Facebook will soon launch their new Graph Search to the general public, and it has received a lot of interest lately.
With graph search, the users will be able to query the social graph that millions of people have constructed over the years when friending each other and putting in more and more personal information about themselves and their friends in the vast Facebook database. It will be possible to query for friends of friends who have similar interests as you, and invite them to a party, or to query for companies where people with similar beliefs as you work, and so on and so forth. The information that is already available, will all the sudden become much more accessible through the power of graph search.
How can we bring this to an enterprise search environment? Well, there are lots of graphs in the enterprise as well to query, both social and other types. For example, how about being able to query for people that have been members of a project in the last three years that involved putting a new product successfully to the market. This would be an interesting list of people to know about, if you’re a marketing director that want to assemble a team in the company, to create a new product and make sure it succeeds in the market.
If we dissect graph search, we will find three important concepts:
- The information we want to query against don’t only need to be indexed into one central search engine, but also the relations and attributes of all information objects need to be normalized to create the relational graph and have standard attributes to query against. We could use the Open Graph Protocol as the foundation.
- We need a parser that take human language and converts it to a formal query language that a search engine understands. We might want to query in different human languages as well.

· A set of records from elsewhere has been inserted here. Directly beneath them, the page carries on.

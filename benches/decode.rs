use civfive::MapFile;
use criterion::{criterion_group, criterion_main, Criterion, Throughput};

fn physical_map(width: u32, height: u32) -> Vec<u8> {
    let terrain = b"TERRAIN_GRASS\0TERRAIN_PLAINS\0TERRAIN_OCEAN\0";
    let mut buf = Vec::new();
    buf.push(11u8);
    buf.extend_from_slice(&width.to_le_bytes());
    buf.extend_from_slice(&height.to_le_bytes());
    buf.push(0);
    buf.extend_from_slice(&[0u8; 4]);
    buf.extend_from_slice(&(terrain.len() as u32).to_le_bytes());
    for _ in 0..6 {
        buf.extend_from_slice(&0u32.to_le_bytes());
    }
    buf.extend_from_slice(terrain);
    buf.extend_from_slice(&10u32.to_le_bytes());
    buf.extend_from_slice(b"WORLDSIZE_");
    for i in 0..(width * height) {
        buf.extend_from_slice(&[(i % 3) as u8, 0, 0, 0, 0, 0, 0, 0]);
    }
    buf
}

pub fn map_benchmark(c: &mut Criterion) {
    let data = physical_map(128, 80);
    let mut group = c.benchmark_group("map");
    group.throughput(Throughput::Bytes(data.len() as u64));
    group.bench_function("decode", |b| {
        b.iter(|| MapFile::from_slice(&data).unwrap())
    });
    group.finish();
}

criterion_group!(benches, map_benchmark);
criterion_main!(benches);
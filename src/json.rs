//! A JSON mirror of the decoded data models.
//!
//! Each document is the decoded model wrapped in a small envelope naming the
//! game and the source file format, serialized structurally with field names
//! preserved. Importing a document recovers a model that is field-for-field
//! equal to the original decode.

use crate::{errors::Error, map::MapFile, replay::ReplayFile, save::SaveFile};
use serde::{Deserialize, Serialize};

pub const GAME_NAME: &str = "Civilization 5";

/// Envelope around a decoded `.civ5map`
#[derive(Debug, Clone, PartialEq, Serialize, Deserialize)]
pub struct MapDocument {
    pub game_name: String,
    pub file_format: String,
    pub map: MapFile,
}

/// Envelope around a decoded `.civ5replay`
#[derive(Debug, Clone, PartialEq, Eq, Serialize, Deserialize)]
pub struct ReplayDocument {
    pub game_name: String,
    pub file_format: String,
    pub replay: ReplayFile,
}

/// Envelope around a decoded `.civ5save`
#[derive(Debug, Clone, PartialEq, Eq, Serialize, Deserialize)]
pub struct SaveDocument {
    pub game_name: String,
    pub file_format: String,
    pub save: SaveFile,
}

pub fn export_map(map: &MapFile) -> Result<String, Error> {
    let document = MapDocument {
        game_name: GAME_NAME.to_string(),
        file_format: ".Civ5Map".to_string(),
        map: map.clone(),
    };
    Ok(serde_json::to_string_pretty(&document)?)
}

pub fn import_map(data: &[u8]) -> Result<MapFile, Error> {
    let document: MapDocument = serde_json::from_slice(data)?;
    Ok(document.map)
}

pub fn export_replay(replay: &ReplayFile) -> Result<String, Error> {
    let document = ReplayDocument {
        game_name: GAME_NAME.to_string(),
        file_format: ".Civ5Replay".to_string(),
        replay: replay.clone(),
    };
    Ok(serde_json::to_string_pretty(&document)?)
}

pub fn import_replay(data: &[u8]) -> Result<ReplayFile, Error> {
    let document: ReplayDocument = serde_json::from_slice(data)?;
    Ok(document.replay)
}

pub fn export_save(save: &SaveFile) -> Result<String, Error> {
    let document = SaveDocument {
        game_name: GAME_NAME.to_string(),
        file_format: ".Civ5Save".to_string(),
        save: save.clone(),
    };
    Ok(serde_json::to_string_pretty(&document)?)
}

pub fn import_save(data: &[u8]) -> Result<SaveFile, Error> {
    let document: SaveDocument = serde_json::from_slice(data)?;
    Ok(document.save)
}
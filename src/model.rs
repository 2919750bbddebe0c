use once_cell::sync::Lazy;
use regex::Regex;
use serde::Deserialize;

static TRACK_URI_RE: Lazy<Regex> =
    Lazy::new(|| Regex::new(r"^[A-Za-z0-9_-]+:track:([A-Za-z0-9]+)$").unwrap());

/// Pulls a track id out of either a `<scheme>:track:<id>` URI or a
/// `https?://<host>/.../track/<id>` web link. Returns `None` for
/// anything else, including plain search queries.
pub fn extract_track_id(text: &str) -> Option<String> {
    let text = text.trim();
    if let Some(caps) = TRACK_URI_RE.captures(text) {
        return Some(caps[1].to_string());
    }
    if text.starts_with("http://") || text.starts_with("https://") {
        let segments: Vec<&str> = text.split('/').collect();
        if segments.len() >= 5 && segments[3] == "track" {
            let raw = segments[4];
            let id = raw.split(['?', '#']).next().unwrap_or(raw);
            if !id.is_empty() {
                return Some(id.to_string());
            }
        }
    }
    None
}

pub fn looks_like_track_ref(text: &str) -> bool {
    extract_track_id(text).is_some()
}

/// Metadata carried by a resolved track. Shared between the "simple" and
/// "full" response stages; `popularity` only means anything on a full
/// response (see `TrackResponse`).
#[derive(Debug, Clone, Default, PartialEq)]
pub struct TrackMeta {
    pub id: String,
    pub uri: String,
    pub title: String,
    pub primary_artist: String,
    pub all_artists: Vec<String>,
    pub album_name: String,
    pub popularity: i64,
}

impl TrackMeta {
    fn from_raw(raw: &RawTrack) -> Self {
        let all_artists: Vec<String> = raw
            .artists
            .iter()
            .flatten()
            .map(|a| a.name.clone())
            .collect();
        Self {
            id: raw.id.clone().unwrap_or_default(),
            uri: raw.uri.clone().unwrap_or_default(),
            title: raw.name.clone().unwrap_or_default(),
            primary_artist: all_artists.first().cloned().unwrap_or_default(),
            all_artists,
            album_name: raw.album.as_ref().map(|a| a.name.clone()).unwrap_or_default(),
            popularity: raw.popularity.unwrap_or(-1),
        }
    }
}

/// A track's resolution stage (DESIGN NOTES: two-stage track responses).
///
/// `Simple` tracks come from a search hit or an album listing and lack
/// popularity; `Full` tracks come from a direct `/tracks/<id>` fetch.
#[derive(Debug, Clone, PartialEq)]
pub enum TrackResponse {
    Unresolved,
    Simple(TrackMeta),
    Full(TrackMeta),
}

#[derive(Debug, Clone)]
pub struct Track {
    pub entry_text: String,
    pub response: TrackResponse,
    pub playcount: i64,
}

impl Track {
    pub fn unresolved(entry_text: impl Into<String>) -> Self {
        Self {
            entry_text: entry_text.into(),
            response: TrackResponse::Unresolved,
            playcount: -1,
        }
    }

    pub fn simple(entry_text: impl Into<String>, meta: TrackMeta) -> Self {
        Self {
            entry_text: entry_text.into(),
            response: TrackResponse::Simple(meta),
            playcount: -1,
        }
    }

    pub fn is_full(&self) -> bool {
        matches!(self.response, TrackResponse::Full(_))
    }

    pub fn meta(&self) -> Option<&TrackMeta> {
        match &self.response {
            TrackResponse::Unresolved => None,
            TrackResponse::Simple(m) | TrackResponse::Full(m) => Some(m),
        }
    }

    pub fn id(&self) -> &str {
        self.meta().map(|m| m.id.as_str()).unwrap_or("")
    }

    pub fn uri(&self) -> &str {
        self.meta().map(|m| m.uri.as_str()).unwrap_or("")
    }

    pub fn title(&self) -> &str {
        self.meta().map(|m| m.title.as_str()).unwrap_or("")
    }

    pub fn primary_artist(&self) -> &str {
        self.meta().map(|m| m.primary_artist.as_str()).unwrap_or("")
    }

    pub fn all_artists(&self) -> &[String] {
        self.meta().map(|m| m.all_artists.as_slice()).unwrap_or(&[])
    }

    pub fn album_name(&self) -> &str {
        self.meta().map(|m| m.album_name.as_str()).unwrap_or("")
    }

    /// Meaningful only for fully-realized tracks; -1 otherwise.
    pub fn popularity(&self) -> i64 {
        match &self.response {
            TrackResponse::Full(m) => m.popularity,
            _ => -1,
        }
    }

    pub fn promote_to_full(&mut self, meta: TrackMeta) {
        self.response = TrackResponse::Full(meta);
    }

    /// Falls back to `entry_text` when unresolved, matching the source's
    /// equality quirk (DESIGN NOTES, open question 4): two unresolved
    /// tracks with the same query string compare equal.
    pub fn display_key(&self) -> String {
        let uri = self.uri();
        if uri.is_empty() {
            self.entry_text.clone()
        } else {
            uri.to_string()
        }
    }
}

impl PartialEq for Track {
    fn eq(&self, other: &Self) -> bool {
        self.display_key().to_lowercase() == other.display_key().to_lowercase()
    }
}

impl Eq for Track {}

// --- wire shapes -------------------------------------------------------

#[derive(Debug, Deserialize)]
pub(crate) struct Items<T> {
    pub items: Vec<T>,
}

#[derive(Debug, Deserialize)]
pub(crate) struct SearchTracksResponse {
    pub tracks: Items<RawTrack>,
}

#[derive(Debug, Deserialize)]
pub(crate) struct SearchAlbumsResponse {
    pub albums: Items<RawAlbum>,
}

#[derive(Debug, Deserialize)]
pub(crate) struct SearchArtistsResponse {
    pub artists: Items<RawArtist>,
}

#[derive(Debug, Deserialize)]
pub(crate) struct RawArtistRef {
    pub name: String,
}

#[derive(Debug, Deserialize)]
pub(crate) struct RawAlbumRef {
    pub name: String,
}

#[derive(Debug, Deserialize)]
pub(crate) struct RawTrack {
    pub id: Option<String>,
    pub uri: Option<String>,
    pub name: Option<String>,
    #[serde(default)]
    pub artists: Option<Vec<RawArtistRef>>,
    pub album: Option<RawAlbumRef>,
    pub popularity: Option<i64>,
}

#[derive(Debug, Deserialize)]
pub(crate) struct RawAlbum {
    pub id: Option<String>,
}

#[derive(Debug, Deserialize)]
pub(crate) struct RawAlbumFull {
    pub tracks: Items<RawTrack>,
}

#[derive(Debug, Deserialize)]
pub(crate) struct RawArtist {
    pub id: Option<String>,
}

impl RawTrack {
    pub(crate) fn to_meta(&self) -> TrackMeta {
        TrackMeta::from_raw(self)
    }
}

- The presentation of results should be adapted to the kind of information sought for. In Facebook’s example, if you query for people you will get a list of people with their pictures and some relevant personal information in the result list, and if you query for pictures you will get a collage of pictures (similar to the Google image search).
So the recipe to success is to give the information management part of the project a big focus, making sure to create a unified information model of the content to be indexed. Then create a query parser for natural language based on actual user behavior, and the same user studies would also give us information on how to visualize the different result set types.
I believe we will see more of these kind of solutions in the coming years in the enterprise search market, and look forward exploring the possibilities together with our clients.